NCT number NCT01704456
Other study ID # H12-02358
Secondary ID
Status Completed
Phase N/A
First received
Last updated
Start date October 2012
Est. completion date September 2017

Study information

Verified date February 2020
Source University of British Columbia
Contact n/a
Is FDA regulated No
Health authority
Study type Interventional

Clinical Trial Summary

This randomized trial, nicknamed the COMFORT (Cognitive therapy or Mindfulness FOR Treatment of pvd) study, will compare the effects of an 8-session group Mindfulness-based Cognitive Therapy (MBCT) to an 8-session group Cognitive Behavioural Therapy (CBT) for women with provoked vestibulodynia (PVD). Women with PVD will be randomly assigned to attend either eight sessions of group MBCT or CBT. Each session is 2.25 hours long and spaced 1 week apart. The purpose of this study is to determine whether the 8-session MBCT intervention for PVD is no worse than an 8-session CBT intervention for decreasing women's pain intensity, sexual distress, catastrophizing and hypervigilance towards pain.


Description:

PURPOSE:

The purpose of this study is to determine whether an 8-session MBCT intervention for PVD is no worse than an 8-session CBT intervention for improving women's pain intensity and reducing their sexual distress, catastrophizing and hypervigilance towards pain. The investigators will also examine whether pain improvements at follow-up are mediated by changes in self-compassion and mindfulness (in the MBCT arm only) and moderated by pre-treatment credibility, personality, and anxiety sensitivity.

HYPOTHESES:

1. At follow-up (4 weeks, 6 months and 12 months post-treatment), women in the MBCT arm will experience a greater decline (vs. pre-treatment) in vestibular pain intensity compared to women in the CBT arm.

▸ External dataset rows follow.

use crate::camera::{self, CameraRig, Projection};
use crate::core::{
    raycast_model, AnimationController, ClipPlayer, Control, Drift, LoadOutcome, LoadTicket,
    ModelCpu, ModelSlot, Normalization, Release, SceneParams, Spin, ViewerConfig,
};
use crate::dom;
use crate::render::{self, FrameView, GpuModel};
use glam::{EulerRot, Mat4, Vec2};
use instant::Instant;
use std::cell::RefCell;
use std::rc::Rc;
use wasm_bindgen::closure::Closure;
use wasm_bindgen::JsCast;
use web_sys as web;

/// The displayed model: CPU hierarchy for posing/picking plus its GPU copy.
pub struct SceneModel {
    pub cpu: ModelCpu,
    pub gpu: GpuModel,
    pub normalization: Normalization,
}

impl Release for SceneModel {
    fn release(&mut self) {
        self.gpu.release();
    }
}

impl SceneModel {
    /// World matrix for each mesh part given the root transform and clip time.
    fn part_world(&self, root: Mat4, clip_time: Option<f32>) -> Vec<Mat4> {
        let globals = self.cpu.pose(clip_time);
        self.cpu
            .part_matrices(&globals)
            .into_iter()
            .map(|m| root * m)
            .collect()
    }
}

pub struct Viewer {
    pub config: ViewerConfig,
    pub params: SceneParams,
    pub animation: AnimationController,
    pub drift: Drift,
    pub spin: Spin,
    pub camera: CameraRig,
    pub projection: Projection,
    pub slot: ModelSlot<SceneModel>,
    /// Logo plane and its fixed world matrices; never animated or picked.
    backdrop: Option<(GpuModel, Vec<Mat4>)>,
    pub gpu: Option<render::GpuState>,
    pub canvas: web::HtmlCanvasElement,
    pending_fetch: Option<web::AbortController>,
    last_instant: Instant,
}

impl Viewer {
    pub fn new(config: ViewerConfig, canvas: web::HtmlCanvasElement, gpu: Option<render::GpuState>) -> Self {
        let params = SceneParams::default();
        let aspect = dom::viewport_aspect();
        let mut drift = Drift::default();
        drift.resize(aspect);
        Self {
            camera: CameraRig::new(config.camera_mode, params.camera_distance, params.camera_height),
            animation: AnimationController::new(params.animation_speed),
            projection: Projection::new(aspect),
            drift,
            spin: Spin::default(),
            slot: ModelSlot::new(),
            backdrop: None,
            gpu,
            canvas,
            pending_fetch: None,
            last_instant: Instant::now(),
            config,
            params,
        }
    }

    pub fn frame(&mut self) {
        let now = Instant::now();
        let dt_sec = (now - self.last_instant).as_secs_f32();
        self.last_instant = now;

        self.animation.advance(dt_sec);
        if self.slot.current().is_some() {
            self.spin
                .step(self.params.rotation_speed_x_deg, self.params.rotation_speed_y_deg);
            self.drift.step(self.params.movement_speed, dt_sec);
        }
        self.camera.update(dt_sec);

        let model_pos = self.drift.position3();
        let (eye, target) = self.camera.eye_target(model_pos);
        let view_proj = self.projection.matrix() * Mat4::look_at_rh(eye, target, glam::Vec3::Y);

        let root = self.root_matrix();
        let clip_time = self.animation.clip_time();
        let matrices = self
            .slot
            .current()
            .map(|m| m.part_world(root * m.normalization.matrix(), clip_time));

        let (w, h) = (self.canvas.width(), self.canvas.height());
        if let Some(g) = &mut self.gpu {
            g.resize_if_needed(w, h);
            g.set_background(self.params.background);
            let view = FrameView {
                view_proj,
                eye,
                model: self
                    .slot
                    .current()
                    .zip(matrices.as_deref())
                    .map(|(m, mats)| (&m.gpu, mats)),
                backdrop: self
                    .backdrop
                    .as_ref()
                    .map(|(gpu, mats)| (gpu, mats.as_slice())),
            };
            if let Err(e) = g.render(&view, &self.params) {
                log::error!("render error: {:?}", e);
            }
        }
    }

    /// Drift translation and spin; normalization is applied per model.
    fn root_matrix(&self) -> Mat4 {
        Mat4::from_translation(self.drift.position3())
            * Mat4::from_euler(EulerRot::XYZ, self.spin.x, self.spin.y, 0.0)
    }

    /// Release the current model and start tracking a load of `variant`.
    /// Returns `None` when `variant` is already selected.
    pub fn request_variant(&mut self, variant: &str) -> Option<LoadTicket> {
        let ticket = self.slot.request(variant)?;
        self.animation.unbind();
        Some(ticket)
    }

    /// Swap in the abort handle of a new fetch, aborting the one it supersedes.
    pub fn replace_pending_fetch(&mut self, next: Option<web::AbortController>) {
        if let Some(prev) = std::mem::replace(&mut self.pending_fetch, next) {
            prev.abort();
        }
    }

    pub fn finish_load(&mut self, ticket: &LoadTicket, result: anyhow::Result<ModelCpu>) {
        if !self.slot.is_current(ticket) {
            // never uploaded, so there is nothing to release
            log::debug!("[model] ignoring superseded load of {}", ticket.variant());
            return;
        }
        self.pending_fetch = None;
        let built = result.and_then(|cpu| {
            let gpu = self
                .gpu
                .as_ref()
                .ok_or_else(|| anyhow::anyhow!("renderer unavailable"))?;
            let uploaded = gpu.upload_model(&cpu);
            log::debug!(
                "[model] uploaded {} draws for {}",
                uploaded.draw_count(),
                ticket.variant()
            );
            Ok(SceneModel {
                normalization: cpu.normalization(),
                gpu: uploaded,
                cpu,
            })
        });
        let outcome = self.slot.complete(ticket, built.map_err(|e| format!("{:#}", e)));
        if outcome == LoadOutcome::Attached {
            let player = self
                .slot
                .current()
                .and_then(|m| m.cpu.clip.as_ref())
                .map(|clip| ClipPlayer::new(clip.duration));
            if player.is_none() {
                log::info!("[anim] {} has no animation clip", ticket.variant());
            }
            self.animation.bind(player);
        }
    }

    /// Upload the logo plane. Failures only cost the backdrop.
    pub fn attach_logo(&mut self, result: anyhow::Result<ModelCpu>) {
        let cpu = match result {
            Ok(cpu) => cpu,
            Err(e) => {
                log::warn!("[logo] not shown: {:#}", e);
                return;
            }
        };
        let Some(gpu) = self.gpu.as_ref() else {
            return;
        };
        let matrices = cpu.part_matrices(&cpu.pose(None));
        if let Some((mut old, _)) = self.backdrop.replace((gpu.upload_model(&cpu), matrices)) {
            old.release();
        }
        log::info!("[logo] attached");
    }

    /// Toggle the open/close playback; no-op while one is running.
    pub fn toggle_animation(&mut self) {
        if !self.animation.trigger() {
            log::debug!("[anim] trigger ignored in {:?}", self.animation.state());
        }
    }

    /// Click at canvas pixel `at`: open/close when the ray hits the model.
    pub fn click(&mut self, at: Vec2) {
        if !self.config.click_to_open || self.animation.is_playing() {
            return;
        }
        let Some(model) = self.slot.current() else {
            return;
        };
        let (eye, target) = self.camera.eye_target(self.drift.position3());
        let (ro, rd) = camera::screen_to_world_ray(
            at.x,
            at.y,
            self.canvas.width() as f32,
            self.canvas.height() as f32,
            eye,
            target,
            &self.projection,
        );
        let world = model.part_world(
            self.root_matrix() * model.normalization.matrix(),
            self.animation.clip_time(),
        );
        if raycast_model(&model.cpu, &world, ro, rd).is_some() {
            self.toggle_animation();
        }
    }

    pub fn apply_control(&mut self, control: Control, raw: &str) {
        if let Err(e) = self.params.apply(control, raw) {
            log::warn!("[ui] {}", e);
            return;
        }
        match control {
            Control::CameraDistance => self.camera.set_distance(self.params.camera_distance),
            Control::CameraHeight => self.camera.set_height(self.params.camera_height),
            Control::AnimationSpeed => self.animation.set_speed(self.params.animation_speed),
            _ => {}
        }
    }

    pub fn on_resize(&mut self) {
        dom::sync_canvas_backing_size(&self.canvas);
        let aspect = dom::viewport_aspect();
        self.projection.aspect = aspect;
        self.drift.resize(aspect);
    }
}

pub async fn init_gpu(canvas: &web::HtmlCanvasElement) -> Option<render::GpuState> {
    match render::GpuState::new(canvas).await {
        Ok(g) => Some(g),
        Err(e) => {
            log::error!("WebGPU init error: {:?}", e);
            None
        }
    }
}

pub fn start_loop(viewer: Rc<RefCell<Viewer>>) {
    let tick: Rc<RefCell<Option<Closure<dyn FnMut()>>>> = Rc::new(RefCell::new(None));
    let tick_clone = tick.clone();
    *tick.borrow_mut() = Some(Closure::wrap(Box::new(move || {
        viewer.borrow_mut().frame();
        if let (Some(w), Some(cb)) = (web::window(), tick_clone.borrow().as_ref()) {
            _ = w.request_animation_frame(cb.as_ref().unchecked_ref());
        }
    }) as Box<dyn FnMut()>));
    if let (Some(w), Some(cb)) = (web::window(), tick.borrow().as_ref()) {
        _ = w.request_animation_frame(cb.as_ref().unchecked_ref());
    }
}
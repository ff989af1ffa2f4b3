// Host-side tests for the confetti particle field.
// The main crate is wasm-only, so we include the pure-Rust modules directly.

#![allow(dead_code)]
mod core {
    pub mod constants {
        include!("../src/core/constants.rs");
    }
    pub mod confetti {
        include!("../src/core/confetti.rs");
    }
}

use crate::core::confetti::*;
use crate::core::constants::*;
use rand::rngs::StdRng;
use rand::SeedableRng;

fn field(seed: u64) -> ConfettiField {
    let mut rng = StdRng::seed_from_u64(seed);
    ConfettiField::spawn(&mut rng, CONFETTI_COUNT, 800.0, 600.0)
}

#[test]
fn spawn_respects_ranges() {
    let f = field(1);
    assert_eq!(f.particles().len(), CONFETTI_COUNT);
    for p in f.particles() {
        assert!((0.0..800.0).contains(&p.x));
        assert!((-600.0..0.0).contains(&p.y));
        assert!((CONFETTI_RADIUS_MIN..CONFETTI_RADIUS_MAX).contains(&p.radius));
        assert!((CONFETTI_FALL_SPEED_MIN..CONFETTI_FALL_SPEED_MAX).contains(&p.fall_speed));
        assert!(
            (CONFETTI_TILT_INCREMENT_MIN..CONFETTI_TILT_INCREMENT_MAX).contains(&p.tilt_increment)
        );
        assert!(CONFETTI_PALETTE.contains(&p.color));
    }
}

#[test]
fn same_seed_same_field() {
    assert_eq!(field(42).particles(), field(42).particles());
}

#[test]
fn particles_fall_each_tick() {
    let mut f = field(7);
    let before: Vec<f32> = f.particles().iter().map(|p| p.y).collect();
    assert_eq!(f.step(1.0 / 60.0), ConfettiStatus::Running);
    for (p, y0) in f.particles().iter().zip(before) {
        // fall term outweighs the sway term, so every piece moves down
        assert!(p.y > y0, "particle rose from {} to {}", y0, p.y);
    }
}

#[test]
fn particles_recycle_to_top() {
    let mut f = field(3);
    let (w, h) = f.size();
    for _ in 0..2_000 {
        f.step(0.0);
        for p in f.particles() {
            assert!(p.y <= h + CONFETTI_RADIUS_MAX * 2.0 + 10.0);
            assert!(p.x >= -CONFETTI_RADIUS_MAX - 1.0);
            assert!(p.x <= w + CONFETTI_RADIUS_MAX + 1.0);
        }
    }
}

#[test]
fn field_finishes_after_duration() {
    let mut f = field(9);
    let dt = 1.0 / 60.0;
    let mut ticks = 0;
    while f.step(dt) == ConfettiStatus::Running {
        ticks += 1;
        assert!(ticks < 10_000);
    }
    assert!(f.is_expired());
    assert!(f.elapsed() >= CONFETTI_DURATION_SEC);
    // roughly 3.5 s of frames
    assert!((200..=215).contains(&ticks), "ran {} ticks", ticks);
    assert_eq!(f.step(dt), ConfettiStatus::Finished);
}

#[test]
fn segments_follow_particle_geometry() {
    let f = field(11);
    let segs: Vec<Segment> = f.segments().collect();
    assert_eq!(segs.len(), f.particles().len());
    for (s, p) in segs.iter().zip(f.particles()) {
        assert!((s.line_width - p.radius / 2.0).abs() < 1e-6);
        assert!((s.from[0] - (p.x + p.tilt + p.radius / 4.0)).abs() < 1e-4);
        assert!((s.from[1] - p.y).abs() < 1e-6);
        assert!((s.to[0] - (p.x + p.tilt)).abs() < 1e-4);
        assert!((s.to[1] - (p.y + p.tilt + p.radius / 4.0)).abs() < 1e-4);
        assert_eq!(s.color, p.color);
    }
}

#[test]
fn degenerate_canvas_is_clamped() {
    let mut rng = StdRng::seed_from_u64(5);
    let f = ConfettiField::spawn(&mut rng, 10, 0.0, 0.0);
    assert_eq!(f.size(), (1.0, 1.0));
    assert_eq!(f.particles().len(), 10);
}

#[test]
fn second_start_while_running_is_ignored() {
    let mut rng = StdRng::seed_from_u64(11);
    let mut run = ConfettiRun::default();
    assert!(!run.is_running());
    assert!(run.start(&mut rng, 800.0, 600.0));
    let first = run.field().map(|f| f.particles().to_vec());

    assert!(!run.start(&mut rng, 1024.0, 768.0));
    assert!(run.is_running());
    assert_eq!(run.field().map(|f| f.particles().to_vec()), first);
    assert_eq!(run.field().map(ConfettiField::size), Some((800.0, 600.0)));
}

#[test]
fn start_works_again_after_stop() {
    let mut rng = StdRng::seed_from_u64(12);
    let mut run = ConfettiRun::default();
    assert!(run.start(&mut rng, 800.0, 600.0));
    run.stop();
    assert!(!run.is_running());
    assert!(run.field().is_none());

    assert!(run.start(&mut rng, 320.0, 240.0));
    assert_eq!(run.field().map(ConfettiField::size), Some((320.0, 240.0)));
    assert_eq!(run.field().map(|f| f.elapsed()), Some(0.0));
}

2. At follow-up (4 weeks, 6 months and 12 months post-treatment), women in the MBCT arm will experience a greater decline (vs. pre-treatment) in sex-related distress, pain catastrophizing, hypervigilance, and self-reported pain during intercourse/other penetrative sex compared to women in the CBT arm.

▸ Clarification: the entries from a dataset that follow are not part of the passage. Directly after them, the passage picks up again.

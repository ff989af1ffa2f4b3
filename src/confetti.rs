use crate::constants::{CONFETTI_CANVAS_ID, CONFETTI_CANVAS_Z_INDEX, CONFETTI_TIMEOUT_MS};
use crate::core::{ConfettiRun, ConfettiStatus, CONFETTI_COUNT};
use instant::Instant;
use std::cell::RefCell;
use std::rc::Rc;
use wasm_bindgen::closure::Closure;
use wasm_bindgen::{JsCast, JsValue};
use web_sys as web;

type Tick = Rc<RefCell<Option<Closure<dyn FnMut()>>>>;

/// One-shot confetti burst drawn on its own 2D canvas above the viewer.
pub struct ConfettiOverlay {
    canvas: web::HtmlCanvasElement,
    ctx: web::CanvasRenderingContext2d,
    run: ConfettiRun,
    raf: Option<i32>,
    tick: Option<Tick>,
    last_instant: Instant,
}

impl ConfettiOverlay {
    pub fn new(document: &web::Document) -> anyhow::Result<Self> {
        let canvas = match document.get_element_by_id(CONFETTI_CANVAS_ID) {
            Some(el) => el
                .dyn_into::<web::HtmlCanvasElement>()
                .map_err(|e| anyhow::anyhow!("{:?}", e))?,
            None => {
                // the page may omit it; create a fixed full-viewport canvas
                let el = document
                    .create_element("canvas")
                    .map_err(|e| anyhow::anyhow!("{:?}", e))?;
                el.set_id(CONFETTI_CANVAS_ID);
                if let Some(body) = document.body() {
                    _ = body.append_child(&el);
                }
                el.dyn_into::<web::HtmlCanvasElement>()
                    .map_err(|e| anyhow::anyhow!("{:?}", e))?
            }
        };
        let style = canvas.style();
        _ = style.set_property("position", "fixed");
        _ = style.set_property("inset", "0");
        _ = style.set_property("pointer-events", "none");
        _ = style.set_property("z-index", CONFETTI_CANVAS_Z_INDEX);
        let ctx = canvas
            .get_context("2d")
            .map_err(|e| anyhow::anyhow!("{:?}", e))?
            .ok_or_else(|| anyhow::anyhow!("no 2d context"))?
            .dyn_into::<web::CanvasRenderingContext2d>()
            .map_err(|e| anyhow::anyhow!("{:?}", e))?;
        Ok(Self {
            canvas,
            ctx,
            run: ConfettiRun::default(),
            raf: None,
            tick: None,
            last_instant: Instant::now(),
        })
    }

    fn draw(&mut self) {
        let dt_sec = self.last_instant.elapsed().as_secs_f32();
        self.last_instant = Instant::now();
        let Some(field) = self.run.field_mut() else {
            return;
        };
        let (w, h) = field.size();
        self.ctx.clear_rect(0.0, 0.0, w as f64, h as f64);
        if field.step(dt_sec) == ConfettiStatus::Finished {
            return;
        }
        for seg in field.segments() {
            self.ctx.begin_path();
            self.ctx.set_line_width(seg.line_width as f64);
            self.ctx.set_stroke_style_str(seg.color);
            self.ctx.move_to(seg.from[0] as f64, seg.from[1] as f64);
            self.ctx.line_to(seg.to[0] as f64, seg.to[1] as f64);
            self.ctx.stroke();
        }
    }

    fn clear(&self) {
        self.ctx.clear_rect(
            0.0,
            0.0,
            self.canvas.width() as f64,
            self.canvas.height() as f64,
        );
    }
}

/// Start a burst. Ignored while one is already running.
pub fn launch(overlay: &Rc<RefCell<ConfettiOverlay>>) {
    let Some(window) = web::window() else {
        return;
    };
    {
        let mut o = overlay.borrow_mut();
        let w = window.inner_width().ok().and_then(|v| v.as_f64()).unwrap_or(1.0) as u32;
        let h = window.inner_height().ok().and_then(|v| v.as_f64()).unwrap_or(1.0) as u32;
        if !o.run.start(&mut rand::thread_rng(), w as f32, h as f32) {
            log::debug!("[confetti] already running; trigger ignored");
            return;
        }
        o.canvas.set_width(w.max(1));
        o.canvas.set_height(h.max(1));
        o.last_instant = Instant::now();
    }

    let tick: Tick = Rc::new(RefCell::new(None));
    let tick_clone = tick.clone();
    let overlay_tick = overlay.clone();
    *tick.borrow_mut() = Some(Closure::wrap(Box::new(move || {
        let mut o = overlay_tick.borrow_mut();
        if !o.run.is_running() {
            return;
        }
        o.draw();
        if let (Some(w), Some(cb)) = (web::window(), tick_clone.borrow().as_ref()) {
            o.raf = w.request_animation_frame(cb.as_ref().unchecked_ref()).ok();
        }
    }) as Box<dyn FnMut()>));
    {
        let mut o = overlay.borrow_mut();
        if let Some(cb) = tick.borrow().as_ref() {
            o.raf = window.request_animation_frame(cb.as_ref().unchecked_ref()).ok();
        }
        o.tick = Some(tick);
    }

    let overlay_stop = overlay.clone();
    let stop_cb: JsValue = Closure::once_into_js(move || stop(&overlay_stop));
    _ = window.set_timeout_with_callback_and_timeout_and_arguments_0(
        stop_cb.unchecked_ref(),
        CONFETTI_TIMEOUT_MS,
    );
    log::info!("[confetti] launched {} particles", CONFETTI_COUNT);
}

/// Cancel the frame loop and wipe the canvas.
fn stop(overlay: &Rc<RefCell<ConfettiOverlay>>) {
    let mut o = overlay.borrow_mut();
    if let (Some(id), Some(w)) = (o.raf.take(), web::window()) {
        _ = w.cancel_animation_frame(id);
    }
    o.run.stop();
    // drop the frame closure; it holds the only other reference to its cell
    if let Some(tick) = o.tick.take() {
        tick.borrow_mut().take();
    }
    o.clear();
    log::debug!("[confetti] finished");
}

3. The investigators hypothesize that improvements in pain intensity during vestibular touch will be mediated by changes in self-compassion and mindfulness in the MBCT arm only at 6 and 12 months follow-up.

4. The investigators hypothesize that pre-treatment credibility, personality, and anxiety sensitivity will significantly moderate improvements in pain intensity during vestibular touch at 6 and 12 months follow-up.

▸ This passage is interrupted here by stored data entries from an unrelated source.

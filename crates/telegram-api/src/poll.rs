//! Long-polling update stream.

use std::collections::VecDeque;
use std::pin::Pin;
use std::task::{Context, Poll};
use std::time::Duration;

use futures::stream::{self, Stream};
use tracing::{info, warn};

use crate::error::TelegramError;
use crate::types::Update;
use crate::TelegramClient;

/// Configuration for retrying after transport errors.
#[derive(Debug, Clone)]
pub struct RetryConfig {
    /// Maximum number of consecutive retries (None = infinite).
    pub max_retries: Option<u32>,
    /// Initial delay before first retry.
    pub initial_delay: Duration,
    /// Maximum delay between retries.
    pub max_delay: Duration,
    /// Backoff multiplier for each retry.
    pub backoff_multiplier: f64,
}

impl Default for RetryConfig {
    fn default() -> Self {
        Self {
            max_retries: None,
            initial_delay: Duration::from_millis(500),
            max_delay: Duration::from_secs(30),
            backoff_multiplier: 2.0,
        }
    }
}

impl RetryConfig {
    /// Calculate delay for a given attempt number.
    pub fn delay_for_attempt(&self, attempt: u32) -> Duration {
        let delay_ms = self.initial_delay.as_millis() as f64
            * self.backoff_multiplier.powi(attempt as i32);
        let delay = Duration::from_millis(delay_ms as u64);
        delay.min(self.max_delay)
    }

    /// Check if we should retry after the given number of attempts.
    pub fn should_retry(&self, attempts: u32) -> bool {
        self.max_retries.map_or(true, |max| attempts < max)
    }
}

/// Configuration for the long-poll loop.
#[derive(Debug, Clone)]
pub struct PollConfig {
    /// Server-side long-poll timeout in seconds.
    pub poll_timeout_secs: u64,
    /// Retry behavior after transport errors.
    pub retry: RetryConfig,
}

impl Default for PollConfig {
    fn default() -> Self {
        Self {
            poll_timeout_secs: 30,
            retry: RetryConfig::default(),
        }
    }
}

/// Internal polling state carried between stream steps.
struct PollState {
    client: TelegramClient,
    config: PollConfig,
    /// Next update offset; updates below it are confirmed to the server.
    offset: Option<i64>,
    /// Updates fetched but not yet yielded.
    buffer: VecDeque<Update>,
    /// Consecutive transport failures.
    attempts: u32,
    done: bool,
}

/// A stream of incoming Telegram updates.
///
/// Wraps the `getUpdates` long-poll loop. Each yielded update advances the
/// confirmed offset, so an update is delivered at most once per stream.
/// Transport errors are yielded (after a backoff sleep) and polling
/// continues, until the configured retries are exhausted.
pub struct UpdateStream {
    inner: Pin<Box<dyn Stream<Item = Result<Update, TelegramError>> + Send>>,
}

impl UpdateStream {
    /// Create a new update stream from a TelegramClient.
    pub fn new(client: &TelegramClient) -> Self {
        Self::with_config(client, PollConfig::default())
    }

    /// Create a new update stream with custom poll configuration.
    pub fn with_config(client: &TelegramClient, config: PollConfig) -> Self {
        info!(
            "Starting update long poll (timeout={}s)",
            config.poll_timeout_secs
        );

        let state = PollState {
            client: client.clone(),
            config,
            offset: None,
            buffer: VecDeque::new(),
            attempts: 0,
            done: false,
        };

        let inner = stream::unfold(state, |mut state| async move {
            if state.done {
                return None;
            }

            loop {
                if let Some(update) = state.buffer.pop_front() {
                    state.offset = Some(update.update_id + 1);
                    return Some((Ok(update), state));
                }

                match state
                    .client
                    .get_updates(state.offset, state.config.poll_timeout_secs)
                    .await
                {
                    Ok(updates) => {
                        state.attempts = 0;
                        // An empty batch just means the long poll expired;
                        // loop around and poll again.
                        state.buffer.extend(updates);
                    }
                    Err(e) => {
                        let attempt = state.attempts;
                        state.attempts += 1;

                        if !state.config.retry.should_retry(attempt) {
                            warn!("Update polling giving up after {} attempts", attempt + 1);
                            state.done = true;
                            return Some((Err(e), state));
                        }

                        let delay = state.config.retry.delay_for_attempt(attempt);
                        warn!(
                            "getUpdates failed (attempt {}), retrying in {:?}: {}",
                            attempt + 1,
                            delay,
                            e
                        );
                        tokio::time::sleep(delay).await;
                        return Some((Err(e), state));
                    }
                }
            }
        });

        Self {
            inner: Box::pin(inner),
        }
    }
}

impl Stream for UpdateStream {
    type Item = Result<Update, TelegramError>;

    fn poll_next(mut self: Pin<&mut Self>, cx: &mut Context<'_>) -> Poll<Option<Self::Item>> {
        self.inner.as_mut().poll_next(cx)
    }
}

/// Create an update stream from a TelegramClient.
pub fn subscribe(client: &TelegramClient) -> UpdateStream {
    UpdateStream::new(client)
}

/// Create an update stream with custom poll configuration.
pub fn subscribe_with_config(client: &TelegramClient, config: PollConfig) -> UpdateStream {
    UpdateStream::with_config(client, config)
}

#[cfg(test)]
mod tests {
    use super::*;

    #[test]
    fn test_delay_for_attempt_backoff() {
        let config = RetryConfig::default();

        assert_eq!(config.delay_for_attempt(0), Duration::from_millis(500));
        assert_eq!(config.delay_for_attempt(1), Duration::from_millis(1000));
        assert_eq!(config.delay_for_attempt(2), Duration::from_millis(2000));
    }

    #[test]
    fn test_delay_for_attempt_capped() {
        let config = RetryConfig::default();
        // Large attempt numbers hit the cap
        assert_eq!(config.delay_for_attempt(20), Duration::from_secs(30));
    }

    #[test]
    fn test_should_retry_infinite() {
        let config = RetryConfig::default();
        assert!(config.should_retry(0));
        assert!(config.should_retry(1_000_000));
    }

    #[test]
    fn test_should_retry_bounded() {
        let config = RetryConfig {
            max_retries: Some(3),
            ..Default::default()
        };
        assert!(config.should_retry(0));
        assert!(config.should_retry(2));
        assert!(!config.should_retry(3));
    }

    #[test]
    fn test_poll_config_default() {
        let config = PollConfig::default();
        assert_eq!(config.poll_timeout_secs, 30);
        assert!(config.retry.max_retries.is_none());
    }
}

5. The investigators hypothesize improvements in both arms on the "Patient Global Impression of Change Scale" and significantly greater improvements in the MBCT arm relative to the CBT arm at follow-up (4 weeks, 6 months and 12 months post-treatment).


Recruitment information / eligibility

Status Completed
Enrollment 130
Est. completion date September 2017
Est. primary completion date September 2016
Accepts healthy volunteers No
Gender Female
Age group 19 Years and older
Eligibility Inclusion Criteria:

- diagnosis of provoked vestibulodynia (PVD)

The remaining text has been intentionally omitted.